9.00, темень. Леву выстроили в школьном актовом зале на траурную линейку. Вот он стоит на линейке, «учащийся выпускного класса», полный, розовый мальчик, басовитой наружности, мечта растлителя, но и растлители повывелись в то время… вот он стоит. Он не вполне уверен в себе — очень уж глубокая должна быть скорбь… Трудно описать…
Действительно, трудно. Как раз то, чего мы так хотели избежать, приступая ко второй части, ради чего, собственно, к ней и приступили… и опять — туда же! Как изображать прошлое, если мы теперь знаем, что, оказывается, тогда происходило — тогда не знали. Это сейчас мы придаем этой смерти именно такое значение, будто ее понимаем. Лева же понятия не имеет, что эта смерть обернется для него прежде всего сексуальным раскрепощением — более дикую мысль нельзя представить себе: ручаюсь, ее не могло быть ни в одной голове. Между тем именно эта смерть — конец раздельному обучению, ура-а!.. Но Леве не воспользоваться уже этими плодами, потому что он как раз заканчивает школу. Так в его биографии и останется на всю жизнь: будто женщины, водятся не в пространстве, а во времени: снаружи шестнадцати лет, после получения паспорта… Так что поди знай, чему придать значение: тому ли, что люди не знают, что их, как песчинку, волочит глетчер исторического процесса, или тому, что им наплевать на этот процесс, ибо им кажется, что это они сами ползут? Трагедия или комедия? Лишь взглядом назад отмечен исторический Поворот. В корабле настоящего ничто не движется — все движется вместе с кораблем. Чудом ожившая муха вокруг лампочки летает…
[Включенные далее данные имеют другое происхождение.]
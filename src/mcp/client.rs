use std::time::Duration;

use anyhow::{Context, Result};
use async_trait::async_trait;
use reqwest::Method;
use serde_json::Value;
use url::Url;
use uuid::Uuid;

use super::McpError;
use crate::routes::AGENT_HEADER;

#[derive(Debug, Clone, PartialEq)]
pub struct ApiResponse {
    pub status: u16,
    /// Parsed JSON body, the raw text when it is not JSON, `Null` when empty.
    pub body: Value,
}

impl ApiResponse {
    pub fn is_success(&self) -> bool {
        (200..300).contains(&self.status)
    }

    /// The body on success, otherwise an error carrying the API message.
    pub fn into_result(self, fallback: &str) -> Result<Value, McpError> {
        if self.is_success() {
            return Ok(self.body);
        }
        let message = self
            .body
            .get("error")
            .and_then(Value::as_str)
            .map(str::to_string)
            .unwrap_or_else(|| fallback.to_string());
        Err(McpError::Api {
            status: self.status,
            message,
        })
    }
}

#[async_trait]
pub trait ApiClient: Send + Sync {
    /// Public address of the service, used to build links for users.
    fn base_url(&self) -> &str;

    async fn request(
        &self,
        method: Method,
        path: &str,
        body: Option<Value>,
        agent_id: Option<Uuid>,
    ) -> Result<ApiResponse, McpError>;
}

pub struct HttpApiClient {
    base_url: Url,
    client: reqwest::Client,
}

impl HttpApiClient {
    /// `insecure` accepts self-signed certificates, for local development
    /// servers.
    pub fn new(base_url: &str, insecure: bool) -> Result<Self> {
        let base_url =
            Url::parse(base_url).with_context(|| format!("invalid base url: {base_url}"))?;
        let client = reqwest::Client::builder()
            .timeout(Duration::from_secs(30))
            .danger_accept_invalid_certs(insecure)
            .build()
            .context("failed to build http client")?;
        Ok(Self { base_url, client })
    }
}

#[async_trait]
impl ApiClient for HttpApiClient {
    fn base_url(&self) -> &str {
        self.base_url.as_str().trim_end_matches('/')
    }

    async fn request(
        &self,
        method: Method,
        path: &str,
        body: Option<Value>,
        agent_id: Option<Uuid>,
    ) -> Result<ApiResponse, McpError> {
        let url = self
            .base_url
            .join(path)
            .map_err(|err| McpError::Transport(format!("invalid path {path}: {err}")))?;

        let mut request = self
            .client
            .request(method.clone(), url)
            .header(reqwest::header::ACCEPT, "application/json");
        if let Some(agent_id) = agent_id {
            request = request.header(AGENT_HEADER, agent_id.to_string());
        }
        if let Some(body) = body {
            request = request.json(&body);
        }

        let response = request
            .send()
            .await
            .map_err(|err| McpError::Transport(err.to_string()))?;
        let status = response.status().as_u16();
        let text = response
            .text()
            .await
            .map_err(|err| McpError::Transport(err.to_string()))?;
        tracing::debug!(%method, path, status, "api call");

        let body = if text.trim().is_empty() {
            Value::Null
        } else {
            serde_json::from_str(&text).unwrap_or(Value::String(text))
        };
        Ok(ApiResponse { status, body })
    }
}
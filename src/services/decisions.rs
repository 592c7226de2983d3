use std::collections::{BTreeMap, HashMap};

use diesel::dsl::count_star;
use diesel::prelude::*;
use diesel::PgConnection;
use serde::Serialize;
use uuid::Uuid;

use crate::enums::DecisionStatus;
use crate::models::{Decision, DecisionOption, Document, NewDecision, NewVote, Participant, Vote};
use crate::notify::{EventPublisher, Update};
use crate::schema::{decisions, documents, votes};
use crate::views::{decision_json, to_iso};

use super::{now, ServiceError, ServiceResult};

pub const LOCKED_MESSAGE: &str = "Cette décision est verrouillée.";
pub const LOCKED_VOTE_MESSAGE: &str =
    "Cette décision est verrouillée et ne peut plus recevoir de votes.";

#[derive(Debug, Clone)]
pub struct OptionInput {
    pub label: String,
    pub description: Option<String>,
}

/// Votes per option. Every option appears, votes for unknown options are
/// ignored.
pub fn tally_votes(options: &[DecisionOption], votes: &[Vote]) -> BTreeMap<Uuid, i64> {
    let mut stats: BTreeMap<Uuid, i64> = options.iter().map(|option| (option.id, 0)).collect();
    for vote in votes {
        if let Some(count) = stats.get_mut(&vote.option_id) {
            *count += 1;
        }
    }
    stats
}

/// A locked decision only accepts being postponed.
pub fn check_status_change(is_locked: bool, target: DecisionStatus) -> ServiceResult<()> {
    if is_locked && target != DecisionStatus::Postponed {
        return Err(ServiceError::Locked(LOCKED_MESSAGE.to_string()));
    }
    Ok(())
}

fn ensure_unlocked(decision: &Decision, message: &str) -> ServiceResult<()> {
    if decision.is_locked {
        return Err(ServiceError::Locked(message.to_string()));
    }
    Ok(())
}

pub fn find_decision(conn: &mut PgConnection, decision_id: Uuid) -> ServiceResult<Decision> {
    decisions::table
        .find(decision_id)
        .first(conn)
        .optional()?
        .ok_or(ServiceError::NotFound("Décision non trouvée"))
}

pub fn load_votes(conn: &mut PgConnection, decision_id: Uuid) -> ServiceResult<Vec<Vote>> {
    Ok(votes::table
        .filter(votes::decision_id.eq(decision_id))
        .order(votes::created_at.asc())
        .load(conn)?)
}

pub fn vote_stats(conn: &mut PgConnection, decision: &Decision) -> ServiceResult<BTreeMap<Uuid, i64>> {
    let decision_votes = load_votes(conn, decision.id)?;
    Ok(tally_votes(&decision.option_list(), &decision_votes))
}

pub fn create_decision(
    conn: &mut PgConnection,
    publisher: &dyn EventPublisher,
    session_id: Uuid,
    title: &str,
    options: Vec<OptionInput>,
    description: Option<String>,
    linked_document_id: Option<Uuid>,
) -> ServiceResult<Decision> {
    if title.trim().is_empty() {
        return Err(ServiceError::Invalid("Le titre est requis".into()));
    }

    let options: Vec<DecisionOption> = options
        .into_iter()
        .map(|option| DecisionOption {
            id: Uuid::new_v4(),
            label: option.label,
            description: option.description,
        })
        .collect();
    let options_value =
        serde_json::to_value(&options).map_err(|err| ServiceError::Invalid(err.to_string()))?;

    let timestamp = now();
    let new_decision = NewDecision {
        id: Uuid::new_v4(),
        session_id,
        linked_document_id,
        title: title.trim().to_string(),
        description,
        status: DecisionStatus::default().as_str().to_string(),
        options: options_value,
        is_locked: false,
        created_at: timestamp,
        updated_at: timestamp,
    };

    diesel::insert_into(decisions::table)
        .values(&new_decision)
        .execute(conn)?;

    let decision = find_decision(conn, new_decision.id)?;
    tracing::info!(
        session_id = %session_id,
        decision_id = %decision.id,
        options = options.len(),
        "decision created"
    );
    publisher.publish(Update::decision_created(
        session_id,
        decision.id,
        &decision.title,
        decision.linked_document_id,
    ));
    Ok(decision)
}

/// Re-reads the decision under a row lock so a concurrent validation is seen.
fn lock_decision(conn: &mut PgConnection, decision_id: Uuid) -> ServiceResult<Decision> {
    decisions::table
        .find(decision_id)
        .for_update()
        .first(conn)
        .optional()?
        .ok_or(ServiceError::NotFound("Décision non trouvée"))
}

/// Records or replaces the participant's vote.
pub fn vote(
    conn: &mut PgConnection,
    publisher: &dyn EventPublisher,
    decision: &Decision,
    participant: &Participant,
    option_id: Uuid,
    comment: Option<String>,
) -> ServiceResult<Vote> {
    let (vote, stats) = conn.transaction::<_, ServiceError, _>(|conn| {
        let current = lock_decision(conn, decision.id)?;
        ensure_unlocked(&current, LOCKED_VOTE_MESSAGE)?;
        if !current.has_option(option_id) {
            return Err(ServiceError::Invalid("Option invalide".into()));
        }

        let existing: Option<Vote> = votes::table
            .filter(votes::decision_id.eq(current.id))
            .filter(votes::participant_id.eq(participant.id))
            .first(conn)
            .optional()?;

        let vote_id = match existing {
            Some(existing) => {
                diesel::update(votes::table.find(existing.id))
                    .set((votes::option_id.eq(option_id), votes::comment.eq(&comment)))
                    .execute(conn)?;
                existing.id
            }
            None => {
                let new_vote = NewVote {
                    id: Uuid::new_v4(),
                    decision_id: current.id,
                    participant_id: participant.id,
                    option_id,
                    comment,
                    created_at: now(),
                };
                // A concurrent first vote from the same participant trips the
                // unique index and surfaces as a conflict.
                diesel::insert_into(votes::table)
                    .values(&new_vote)
                    .execute(conn)?;
                new_vote.id
            }
        };

        let vote: Vote = votes::table.find(vote_id).first(conn)?;
        Ok((vote, vote_stats(conn, &current)?))
    })?;

    tracing::info!(
        decision_id = %decision.id,
        participant_id = %participant.id,
        option_id = %option_id,
        "vote recorded"
    );
    publisher.publish(Update::vote_received(decision.session_id, decision.id, &stats));
    Ok(vote)
}

pub fn remove_vote(
    conn: &mut PgConnection,
    publisher: &dyn EventPublisher,
    decision: &Decision,
    participant_id: Uuid,
) -> ServiceResult<()> {
    let stats = conn.transaction::<_, ServiceError, _>(|conn| {
        let current = lock_decision(conn, decision.id)?;
        ensure_unlocked(&current, LOCKED_MESSAGE)?;

        diesel::delete(
            votes::table
                .filter(votes::decision_id.eq(current.id))
                .filter(votes::participant_id.eq(participant_id)),
        )
        .execute(conn)?;

        vote_stats(conn, &current)
    })?;

    publisher.publish(Update::vote_received(decision.session_id, decision.id, &stats));
    Ok(())
}

pub fn update_decision_status(
    conn: &mut PgConnection,
    publisher: &dyn EventPublisher,
    decision: &Decision,
    status: DecisionStatus,
) -> ServiceResult<Decision> {
    check_status_change(decision.is_locked, status)?;

    diesel::update(decisions::table.find(decision.id))
        .set((
            decisions::status.eq(status.as_str()),
            decisions::updated_at.eq(now()),
        ))
        .execute(conn)?;

    publish_status_change(conn, publisher, decision.id)
}

/// Selects the winning option and locks the decision.
pub fn validate_decision(
    conn: &mut PgConnection,
    publisher: &dyn EventPublisher,
    decision: &Decision,
    selected_option_id: Uuid,
) -> ServiceResult<Decision> {
    check_status_change(decision.is_locked, DecisionStatus::Valid)?;
    if !decision.has_option(selected_option_id) {
        return Err(ServiceError::Invalid("Option invalide".into()));
    }

    diesel::update(decisions::table.find(decision.id))
        .set((
            decisions::selected_option_id.eq(Some(selected_option_id)),
            decisions::status.eq(DecisionStatus::Valid.as_str()),
            decisions::is_locked.eq(true),
            decisions::updated_at.eq(now()),
        ))
        .execute(conn)?;

    tracing::info!(
        decision_id = %decision.id,
        option_id = %selected_option_id,
        "decision validated"
    );
    publish_status_change(conn, publisher, decision.id)
}

/// Always allowed; unlocks the decision.
pub fn postpone_decision(
    conn: &mut PgConnection,
    publisher: &dyn EventPublisher,
    decision: &Decision,
) -> ServiceResult<Decision> {
    diesel::update(decisions::table.find(decision.id))
        .set((
            decisions::status.eq(DecisionStatus::Postponed.as_str()),
            decisions::is_locked.eq(false),
            decisions::updated_at.eq(now()),
        ))
        .execute(conn)?;

    publish_status_change(conn, publisher, decision.id)
}

fn publish_status_change(
    conn: &mut PgConnection,
    publisher: &dyn EventPublisher,
    decision_id: Uuid,
) -> ServiceResult<Decision> {
    let updated = find_decision(conn, decision_id)?;
    publisher.publish(Update::decision_status_changed(
        updated.session_id,
        decision_json(conn, &updated)?,
    ));
    Ok(updated)
}

pub fn delete_decision(
    conn: &mut PgConnection,
    publisher: &dyn EventPublisher,
    decision: &Decision,
) -> ServiceResult<()> {
    conn.transaction::<_, ServiceError, _>(|conn| {
        diesel::delete(votes::table.filter(votes::decision_id.eq(decision.id))).execute(conn)?;
        diesel::delete(decisions::table.find(decision.id)).execute(conn)?;
        Ok(())
    })?;

    tracing::info!(decision_id = %decision.id, "decision deleted");
    publisher.publish(Update::decision_deleted(
        decision.session_id,
        decision.id,
        decision.linked_document_id,
    ));
    Ok(())
}

/// Decisions of a session, newest first.
pub fn list_decisions(
    conn: &mut PgConnection,
    session_id: Uuid,
    document_id: Option<Uuid>,
    status: Option<DecisionStatus>,
) -> ServiceResult<Vec<Decision>> {
    let mut query = decisions::table
        .filter(decisions::session_id.eq(session_id))
        .into_boxed();
    if let Some(document_id) = document_id {
        query = query.filter(decisions::linked_document_id.eq(document_id));
    }
    if let Some(status) = status {
        query = query.filter(decisions::status.eq(status.as_str()));
    }
    Ok(query.order(decisions::created_at.desc()).load(conn)?)
}

pub fn count_pending(conn: &mut PgConnection, session_id: Uuid) -> ServiceResult<i64> {
    Ok(decisions::table
        .filter(decisions::session_id.eq(session_id))
        .filter(decisions::status.ne_all([
            DecisionStatus::Valid.as_str(),
            DecisionStatus::Postponed.as_str(),
        ]))
        .select(count_star())
        .first(conn)?)
}

#[derive(Debug, Clone, Serialize)]
pub struct DocumentRef {
    pub id: Uuid,
    pub title: String,
    pub slug: String,
}

#[derive(Debug, Clone, Serialize)]
pub struct Arbitration {
    pub id: Uuid,
    pub title: String,
    pub description: Option<String>,
    pub selected_option: Option<DecisionOption>,
    pub document: Option<DocumentRef>,
    pub validated_at: String,
    pub vote_count: i64,
}

/// Validated decisions, most recently validated first.
pub fn arbitrations(conn: &mut PgConnection, session_id: Uuid) -> ServiceResult<Vec<Arbitration>> {
    let validated: Vec<Decision> = decisions::table
        .filter(decisions::session_id.eq(session_id))
        .filter(decisions::status.eq(DecisionStatus::Valid.as_str()))
        .order(decisions::updated_at.desc())
        .load(conn)?;

    let ids: Vec<Uuid> = validated.iter().map(|d| d.id).collect();
    let vote_counts: HashMap<Uuid, i64> = votes::table
        .filter(votes::decision_id.eq_any(&ids))
        .group_by(votes::decision_id)
        .select((votes::decision_id, count_star()))
        .load::<(Uuid, i64)>(conn)?
        .into_iter()
        .collect();

    let document_ids: Vec<Uuid> = validated.iter().filter_map(|d| d.linked_document_id).collect();
    let linked: HashMap<Uuid, Document> = documents::table
        .filter(documents::id.eq_any(&document_ids))
        .load::<Document>(conn)?
        .into_iter()
        .map(|doc| (doc.id, doc))
        .collect();

    Ok(validated
        .into_iter()
        .map(|decision| {
            let selected_option = decision.selected_option_id.and_then(|selected| {
                decision
                    .option_list()
                    .into_iter()
                    .find(|option| option.id == selected)
            });
            let document = decision
                .linked_document_id
                .and_then(|id| linked.get(&id))
                .map(|doc| DocumentRef {
                    id: doc.id,
                    title: doc.title.clone(),
                    slug: doc.slug.clone(),
                });
            Arbitration {
                id: decision.id,
                vote_count: *vote_counts.get(&decision.id).unwrap_or(&0),
                title: decision.title,
                description: decision.description,
                selected_option,
                document,
                validated_at: to_iso(decision.updated_at),
            }
        })
        .collect())
}

#[cfg(test)]
mod tests {
    use super::*;
    use chrono::Utc;

    fn option(label: &str) -> DecisionOption {
        DecisionOption {
            id: Uuid::new_v4(),
            label: label.into(),
            description: None,
        }
    }

    fn vote_for(option_id: Uuid) -> Vote {
        Vote {
            id: Uuid::new_v4(),
            decision_id: Uuid::new_v4(),
            participant_id: Uuid::new_v4(),
            option_id,
            comment: None,
            created_at: Utc::now().naive_utc(),
        }
    }

    #[test]
    fn tally_lists_every_option_even_without_votes() {
        let options = vec![option("Oui"), option("Non")];
        let stats = tally_votes(&options, &[]);
        assert_eq!(stats.len(), 2);
        assert!(stats.values().all(|count| *count == 0));
    }

    #[test]
    fn tally_counts_votes_and_ignores_unknown_options() {
        let options = vec![option("A"), option("B")];
        let votes = vec![
            vote_for(options[0].id),
            vote_for(options[0].id),
            vote_for(options[1].id),
            vote_for(Uuid::new_v4()),
        ];
        let stats = tally_votes(&options, &votes);
        assert_eq!(stats[&options[0].id], 2);
        assert_eq!(stats[&options[1].id], 1);
        assert_eq!(stats.len(), 2);
    }

    #[test]
    fn locked_decisions_only_accept_postpone() {
        assert!(check_status_change(false, DecisionStatus::Consensus).is_ok());
        assert!(check_status_change(true, DecisionStatus::Postponed).is_ok());
        assert!(matches!(
            check_status_change(true, DecisionStatus::InDiscussion),
            Err(ServiceError::Locked(_))
        ));
        assert!(matches!(
            check_status_change(true, DecisionStatus::Valid),
            Err(ServiceError::Locked(_))
        ));
    }
}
Все замерло. Лева старательно не смотрит на муху. Он стоит и понятия не имеет, как это именно для него важно то, что он на этой линейке сейчас стоит. Он не ведает, что в этот миг кончается его сладкое почитывание в отцовском кабинете, дверь распахивается и входит… Фаина. Совсем иначе переживает он эту смерть, вовсе не как освобождение: он — смущен. Он смущен недостаточностью своего потрясения, неглубокостью своего горя. Он — боится. Он боится, что недостаточность эта видна на его лице. Ибо что потрясает его во всех остальных лицах — это именно искренность и глубина скорби. У завуча полные очки слез. Портрет, обвитый черной лентой, — его Леве немножко жалко: это портрет уже неживого человека. Это странное чувство, что портрет — уже не жив, ибо жив был именно портрет, потому что самого-то живого — никто не видел. Леве хочется понять, что исчезло из портрета: ему кажется, что он изменился, хотя, ясно, не мог он измениться за одну ночь… Лева опять не смотрит на муху.